Description of the task
Needed from the entries below: every line that holds the word "PathRejection".

(Data in this exercise begins)

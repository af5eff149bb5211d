//! HTTP handlers

pub mod account;
pub mod health;
pub mod transfer;

pub use account::{get_balance, get_user};
pub use health::{HealthResponse, health_check};
pub use transfer::{create_transfer, get_transaction, get_transfers};

// utoipa's generated path types live next to each handler
pub use account::{__path_get_balance, __path_get_user};
pub use health::__path_health_check;
pub use transfer::{__path_create_transfer, __path_get_transaction, __path_get_transfers};

#[cfg(test)]
pub(crate) mod tests {
    use std::sync::Arc;

    use crate::account::UserService;
    use crate::gateway::metrics::HttpMetrics;
    use crate::gateway::state::AppState;
    use crate::transfer::{JobReceiver, MemoryStore, TransferService, job_queue};

    /// Gateway state over an empty in-memory store, with no worker attached
    pub(crate) fn memory_state() -> (Arc<AppState>, Arc<MemoryStore>, JobReceiver) {
        let store = Arc::new(MemoryStore::new());
        let (jobs, rx) = job_queue(64);
        let transfers = Arc::new(TransferService::new(store.clone(), jobs));
        let users = Arc::new(UserService::new(store.clone()));
        let metrics = Arc::new(HttpMetrics::new().unwrap());
        (Arc::new(AppState::new(transfers, users, metrics)), store, rx)
    }
}
//! Money Transfer Pipeline
//!
//! Transfers are accepted synchronously and settled asynchronously.
//!
//! # Flow
//!
//! ```text
//! create_transfer ─► ledger: PENDING ─► job queue ─► SettlementWorker
//!                                                          │
//!                                     balances moved ─► SUCCESS
//!                                     any step fails ─► FAILED
//! ```
//!
//! # Invariants
//!
//! 1. **PENDING First**: a transaction is recorded before its job is queued;
//!    the record survives a lost job and is settled by the recovery scan
//! 2. **One Way**: PENDING moves to SUCCESS or FAILED exactly once, enforced
//!    by the ledger with a compare-and-set
//! 3. **Serial Settlement**: one worker, one job at a time, FIFO
//! 4. **Conservation**: in atomic mode (default) both balance writes and the
//!    status write commit together; stepwise mode can leave a sender debited
//!    when the receiver credit fails

pub mod db;
pub mod error;
pub mod memory;
#[cfg(test)]
mod mock;
pub mod queue;
pub mod service;
pub mod settlement;
pub mod state;
pub mod types;
pub mod worker;


// Re-exports for convenience
pub use db::{Ledger, PgLedger};
pub use error::TransferError;
pub use memory::MemoryStore;
pub use queue::{JobReceiver, JobSender, job_queue};
pub use service::TransferService;
pub use settlement::{AtomicSettlement, PgAtomicSettlement};
pub use state::TransactionStatus;
pub use types::{SettlementJob, SettlementOutcome, Transaction, TransactionId};
pub use worker::{SettlementWorker, WorkerConfig, WorkerHandle};
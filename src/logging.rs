use crate::config::AppConfig;
use tracing_appender::non_blocking::WorkerGuard;
use tracing_subscriber::{EnvFilter, fmt, prelude::*};

/// Install the global tracing subscriber.
///
/// The returned guard flushes the file writer on drop; keep it alive in `main`.
pub fn init_logging(config: &AppConfig) -> WorkerGuard {
    let file_appender = match config.rotation.as_str() {
        "hourly" => tracing_appender::rolling::hourly(&config.log_dir, &config.log_file),
        "daily" => tracing_appender::rolling::daily(&config.log_dir, &config.log_file),
        _ => tracing_appender::rolling::never(&config.log_dir, &config.log_file),
    };

    let (non_blocking, guard) = tracing_appender::non_blocking(file_appender);

    // RUST_LOG wins over the configured level
    let filter = EnvFilter::try_from_default_env()
        .unwrap_or_else(|_| EnvFilter::new(config.log_level.clone()));

    let registry = tracing_subscriber::registry().with(filter);

    if config.use_json {
        let file_layer = fmt::layer()
            .json()
            .with_target(true)
            .with_writer(non_blocking)
            .with_ansi(false);
        registry.with(file_layer).init();
    } else {
        let file_layer = fmt::layer()
            .with_target(false)
            .with_writer(non_blocking)
            .with_ansi(false);
        let stdout_layer = fmt::layer().with_target(false).with_ansi(true);
        registry.with(file_layer).with(stdout_layer).init();
    }

    guard
}
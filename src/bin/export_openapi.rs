//! Write the gateway's OpenAPI document as pretty JSON
//!
//! Usage:
//!   export_openapi                        # stdout
//!   export_openapi --output openapi.json  # file

use anyhow::Context;
use utoipa::OpenApi;

use money_transfer::gateway::openapi::ApiDoc;

fn main() -> anyhow::Result<()> {
    let json = ApiDoc::openapi()
        .to_pretty_json()
        .context("Failed to serialize OpenAPI document")?;

    let args: Vec<String> = std::env::args().skip(1).collect();
    match args.as_slice() {
        [flag, path] if flag == "--output" => {
            std::fs::write(path, &json).with_context(|| format!("Failed to write {path}"))?;
            eprintln!("OpenAPI document written to {path}");
        }
        [] => println!("{json}"),
        _ => anyhow::bail!("usage: export_openapi [--output <path>]"),
    }
    Ok(())
}
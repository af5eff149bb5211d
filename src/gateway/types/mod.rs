//! Gateway types module
//!
//! ## Submodules
//! - [`response`]: Response envelope, handler errors and error codes
//! - [`transfer`]: Transfer and account request/response bodies

pub mod response;
pub mod transfer;

// Re-export commonly used types at module root
pub use response::{ApiError, ApiResponse, ApiResult, accepted, error_codes, ok};
pub use transfer::{
    BalanceResponse, CreateTransferRequest, CreateTransferResponse, TransactionListResponse,
};
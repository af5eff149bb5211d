//! Atomic settlement
//!
//! Debit, credit and the SUCCESS status write applied as one unit, so a
//! failure or crash in the middle leaves nothing half-applied. The PENDING
//! check inside the unit makes a replayed job a no-op.

use async_trait::async_trait;
use rust_decimal::Decimal;
use sqlx::PgPool;

use super::error::TransferError;
use super::types::SettlementJob;
use crate::account::UserId;

/// Single all-or-nothing settlement
///
/// Errors: `TransactionNotFound`, `AlreadyFinalized`, `BalanceRead`,
/// `InsufficientFunds`, `BalanceWrite`, `StatusUpdate`. On any error
/// nothing was written.
#[async_trait]
pub trait AtomicSettlement: Send + Sync {
    async fn settle(&self, job: &SettlementJob) -> Result<(), TransferError>;
}

/// PostgreSQL settlement in one SQL transaction
///
/// Row locks are taken transaction first, then users in id order, so two
/// settlements touching the same accounts cannot deadlock.
pub struct PgAtomicSettlement {
    pool: PgPool,
}

impl PgAtomicSettlement {
    pub fn new(pool: PgPool) -> Self {
        Self { pool }
    }
}

#[async_trait]
impl AtomicSettlement for PgAtomicSettlement {
    async fn settle(&self, job: &SettlementJob) -> Result<(), TransferError> {
        let mut db_tx = self.pool.begin().await?;

        let status: Option<String> =
            sqlx::query_scalar("SELECT status FROM transactions WHERE id = $1 FOR UPDATE")
                .bind(job.transaction_id.inner())
                .fetch_optional(&mut *db_tx)
                .await?;

        match status.as_deref() {
            None => {
                return Err(TransferError::TransactionNotFound(
                    job.transaction_id.to_string(),
                ));
            }
            Some("PENDING") => {}
            Some(_) => return Err(TransferError::AlreadyFinalized),
        }

        let mut ordered = [job.sender_id, job.receiver_id];
        ordered.sort();

        let mut sender_balance: Option<Decimal> = None;
        let mut receiver_balance: Option<Decimal> = None;
        for user_id in ordered {
            let balance: Decimal =
                sqlx::query_scalar("SELECT balance FROM users WHERE id = $1 FOR UPDATE")
                    .bind(user_id)
                    .fetch_optional(&mut *db_tx)
                    .await
                    .map_err(|e| TransferError::BalanceRead(e.to_string()))?
                    .ok_or_else(|| TransferError::BalanceRead(format!("user {} not found", user_id)))?;

            if user_id == job.sender_id {
                sender_balance = Some(balance);
            }
            if user_id == job.receiver_id {
                receiver_balance = Some(balance);
            }
        }

        let (Some(sender_balance), Some(receiver_balance)) = (sender_balance, receiver_balance)
        else {
            return Err(TransferError::BalanceRead("balance not loaded".to_string()));
        };

        if sender_balance < job.amount {
            return Err(TransferError::InsufficientFunds);
        }

        let (debited, credited) = job.moved_balances(sender_balance, receiver_balance)?;
        write_balance(&mut db_tx, job.sender_id, debited).await?;
        write_balance(&mut db_tx, job.receiver_id, credited).await?;

        sqlx::query("UPDATE transactions SET status = 'SUCCESS' WHERE id = $1 AND status = 'PENDING'")
            .bind(job.transaction_id.inner())
            .execute(&mut *db_tx)
            .await
            .map_err(|e| TransferError::StatusUpdate(e.to_string()))?;

        db_tx
            .commit()
            .await
            .map_err(|e| TransferError::StatusUpdate(e.to_string()))?;

        Ok(())
    }
}

async fn write_balance(
    db_tx: &mut sqlx::Transaction<'_, sqlx::Postgres>,
    user_id: UserId,
    balance: Decimal,
) -> Result<(), TransferError> {
    sqlx::query("UPDATE users SET balance = $1 WHERE id = $2")
        .bind(balance)
        .bind(user_id)
        .execute(&mut **db_tx)
        .await
        .map_err(|e| TransferError::BalanceWrite(e.to_string()))?;
    Ok(())
}
//! Transfer handlers (create, history, status polling)

use std::sync::Arc;

use axum::{
    Json,
    extract::{
        Path, State,
        rejection::{JsonRejection, PathRejection},
    },
};
use uuid::Uuid;

use super::super::state::AppState;
use super::super::types::{
    ApiError, ApiResult, CreateTransferRequest, CreateTransferResponse, TransactionListResponse,
    accepted, ok,
};
use crate::transfer::{Transaction, TransactionId, TransactionStatus};

/// Create transfer endpoint
///
/// POST /api/v1/transfers
///
/// Answers as soon as the transfer is recorded; the outcome is read back
/// through the status or history endpoints.
#[utoipa::path(
    post,
    path = "/api/v1/transfers",
    request_body = CreateTransferRequest,
    responses(
        (status = 202, description = "Transfer accepted, settlement pending", body = CreateTransferResponse, content_type = "application/json"),
        (status = 400, description = "Invalid body, non-positive amount or same account"),
        (status = 500, description = "Transaction could not be recorded")
    ),
    tag = "Transfer"
)]
pub async fn create_transfer(
    State(state): State<Arc<AppState>>,
    body: Result<Json<CreateTransferRequest>, JsonRejection>,
) -> ApiResult<CreateTransferResponse> {
    let Json(req) = body.map_err(|e| ApiError::bad_request(e.body_text()))?;

    let transaction_id = state
        .transfers
        .create_transfer(req.from, req.to, req.amount)
        .await?;

    accepted(CreateTransferResponse {
        transaction_id,
        status: TransactionStatus::Pending,
        message: "Transfer accepted for processing".to_string(),
    })
}

/// Transfer history endpoint
///
/// GET /api/v1/transfers/{user_id}
#[utoipa::path(
    get,
    path = "/api/v1/transfers/{user_id}",
    params(
        ("user_id" = Uuid, Path, description = "User id, as sender or receiver")
    ),
    responses(
        (status = 200, description = "Transactions, newest first", body = TransactionListResponse, content_type = "application/json"),
        (status = 400, description = "Invalid user id")
    ),
    tag = "Transfer"
)]
pub async fn get_transfers(
    State(state): State<Arc<AppState>>,
    user_id: Result<Path<Uuid>, PathRejection>,
) -> ApiResult<TransactionListResponse> {
    let Path(user_id) = user_id.map_err(|_| ApiError::bad_request("Invalid user id"))?;

    let transactions = state.transfers.get_transactions_by_user_id(user_id).await?;
    ok(TransactionListResponse { transactions })
}

/// Transaction status endpoint
///
/// GET /api/v1/transactions/{transaction_id}
#[utoipa::path(
    get,
    path = "/api/v1/transactions/{transaction_id}",
    params(
        ("transaction_id" = Uuid, Path, description = "Id returned by the create endpoint")
    ),
    responses(
        (status = 200, description = "Transaction with its current status", body = Transaction, content_type = "application/json"),
        (status = 400, description = "Invalid transaction id"),
        (status = 404, description = "Transaction not found")
    ),
    tag = "Transfer"
)]
pub async fn get_transaction(
    State(state): State<Arc<AppState>>,
    tx_id: Result<Path<Uuid>, PathRejection>,
) -> ApiResult<Transaction> {
    let Path(tx_id) = tx_id.map_err(|_| ApiError::bad_request("Invalid transaction id"))?;

    let tx = state
        .transfers
        .get_transaction(TransactionId::from(tx_id))
        .await?;
    ok(tx)
}
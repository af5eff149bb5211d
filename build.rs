use std::process::Command;

/// Short commit hash reported by the health endpoint, `-dirty` when the
/// work tree has local changes, `unknown` outside a git checkout.
fn git_hash() -> String {
    let head = Command::new("git")
        .args(["rev-parse", "--short", "HEAD"])
        .output()
        .ok()
        .filter(|o| o.status.success());

    let Some(head) = head else {
        return "unknown".to_string();
    };
    let hash = String::from_utf8_lossy(&head.stdout).trim().to_string();

    let dirty = Command::new("git")
        .args(["diff", "--quiet"])
        .output()
        .map(|o| !o.status.success())
        .unwrap_or(false);

    if dirty { format!("{hash}-dirty") } else { hash }
}

fn main() {
    println!("cargo:rustc-env=GIT_HASH={}", git_hash());
    println!("cargo:rerun-if-changed=.git/HEAD");
    println!("cargo:rerun-if-changed=.git/refs/heads");
}
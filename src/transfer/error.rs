//! Transfer Error Types

use thiserror::Error;

use crate::db::StoreError;

/// Transfer error types
///
/// Acceptance errors (`InvalidAmount`, `SameAccount`, `TransactionPersist`)
/// reach the caller directly. Settlement errors never do: the worker turns
/// them into a FAILED status on the transaction.
#[derive(Error, Debug, Clone, PartialEq, Eq)]
pub enum TransferError {
    // === Validation Errors ===
    #[error("Amount must be greater than zero")]
    InvalidAmount,

    #[error("Sender and receiver cannot be the same account")]
    SameAccount,

    // === Settlement Errors ===
    #[error("Failed to read balance: {0}")]
    BalanceRead(String),

    #[error("Insufficient funds")]
    InsufficientFunds,

    #[error("Failed to write balance: {0}")]
    BalanceWrite(String),

    #[error("Settlement step timed out: {0}")]
    Timeout(String),

    #[error("Transaction already finalized")]
    AlreadyFinalized,

    // === Persistence Errors ===
    #[error("Failed to persist transaction: {0}")]
    TransactionPersist(String),

    #[error("Failed to update transaction status: {0}")]
    StatusUpdate(String),

    #[error("Settlement queue is closed")]
    QueueClosed,

    // === Lookup Errors ===
    #[error("Transaction not found: {0}")]
    TransactionNotFound(String),

    #[error("User not found: {0}")]
    UserNotFound(String),

    #[error("Database error: {0}")]
    Database(String),
}

impl TransferError {
    /// Get the error code for API responses
    pub fn code(&self) -> &'static str {
        match self {
            TransferError::InvalidAmount => "INVALID_AMOUNT",
            TransferError::SameAccount => "SAME_ACCOUNT",
            TransferError::BalanceRead(_) => "BALANCE_READ_ERROR",
            TransferError::InsufficientFunds => "INSUFFICIENT_FUNDS",
            TransferError::BalanceWrite(_) => "BALANCE_WRITE_ERROR",
            TransferError::Timeout(_) => "TIMEOUT",
            TransferError::AlreadyFinalized => "ALREADY_FINALIZED",
            TransferError::TransactionPersist(_) => "TRANSACTION_PERSIST_ERROR",
            TransferError::StatusUpdate(_) => "STATUS_UPDATE_ERROR",
            TransferError::QueueClosed => "QUEUE_CLOSED",
            TransferError::TransactionNotFound(_) => "TRANSACTION_NOT_FOUND",
            TransferError::UserNotFound(_) => "USER_NOT_FOUND",
            TransferError::Database(_) => "DATABASE_ERROR",
        }
    }

    /// Get HTTP status code suggestion
    pub fn http_status(&self) -> u16 {
        match self {
            TransferError::InvalidAmount | TransferError::SameAccount => 400,
            TransferError::TransactionNotFound(_) | TransferError::UserNotFound(_) => 404,
            TransferError::AlreadyFinalized => 409,
            TransferError::InsufficientFunds => 422,
            TransferError::QueueClosed => 503,
            TransferError::Timeout(_) => 504,
            TransferError::BalanceRead(_)
            | TransferError::BalanceWrite(_)
            | TransferError::TransactionPersist(_)
            | TransferError::StatusUpdate(_)
            | TransferError::Database(_) => 500,
        }
    }
}

impl From<StoreError> for TransferError {
    fn from(e: StoreError) -> Self {
        match e {
            StoreError::NotFound(what) => TransferError::TransactionNotFound(what),
            StoreError::Conflict(_) => TransferError::AlreadyFinalized,
            StoreError::Database(msg) => TransferError::Database(msg),
        }
    }
}

impl From<sqlx::Error> for TransferError {
    fn from(e: sqlx::Error) -> Self {
        TransferError::Database(e.to_string())
    }
}

#[cfg(test)]
mod tests {
    use super::*;

    #[test]
    fn test_error_codes() {
        assert_eq!(TransferError::InvalidAmount.code(), "INVALID_AMOUNT");
        assert_eq!(TransferError::InsufficientFunds.code(), "INSUFFICIENT_FUNDS");
        assert_eq!(
            TransferError::TransactionPersist("x".into()).code(),
            "TRANSACTION_PERSIST_ERROR"
        );
    }

    #[test]
    fn test_http_status() {
        assert_eq!(TransferError::InvalidAmount.http_status(), 400);
        assert_eq!(TransferError::SameAccount.http_status(), 400);
        assert_eq!(
            TransferError::TransactionNotFound("t".into()).http_status(),
            404
        );
        assert_eq!(TransferError::InsufficientFunds.http_status(), 422);
        assert_eq!(TransferError::Database("db".into()).http_status(), 500);
        assert_eq!(TransferError::QueueClosed.http_status(), 503);
    }

    #[test]
    fn test_from_store_error() {
        assert_eq!(
            TransferError::from(StoreError::Conflict("done".into())),
            TransferError::AlreadyFinalized
        );
        assert!(matches!(
            TransferError::from(StoreError::Database("down".into())),
            TransferError::Database(_)
        ));
    }

    #[test]
    fn test_display() {
        assert_eq!(
            TransferError::InvalidAmount.to_string(),
            "Amount must be greater than zero"
        );
        assert_eq!(TransferError::InsufficientFunds.to_string(), "Insufficient funds");
    }
}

(Data in this exercise ends)

Written answer
        rejection::{JsonRejection, PathRejection},
    user_id: Result<Path<Uuid>, PathRejection>,
    tx_id: Result<Path<Uuid>, PathRejection>,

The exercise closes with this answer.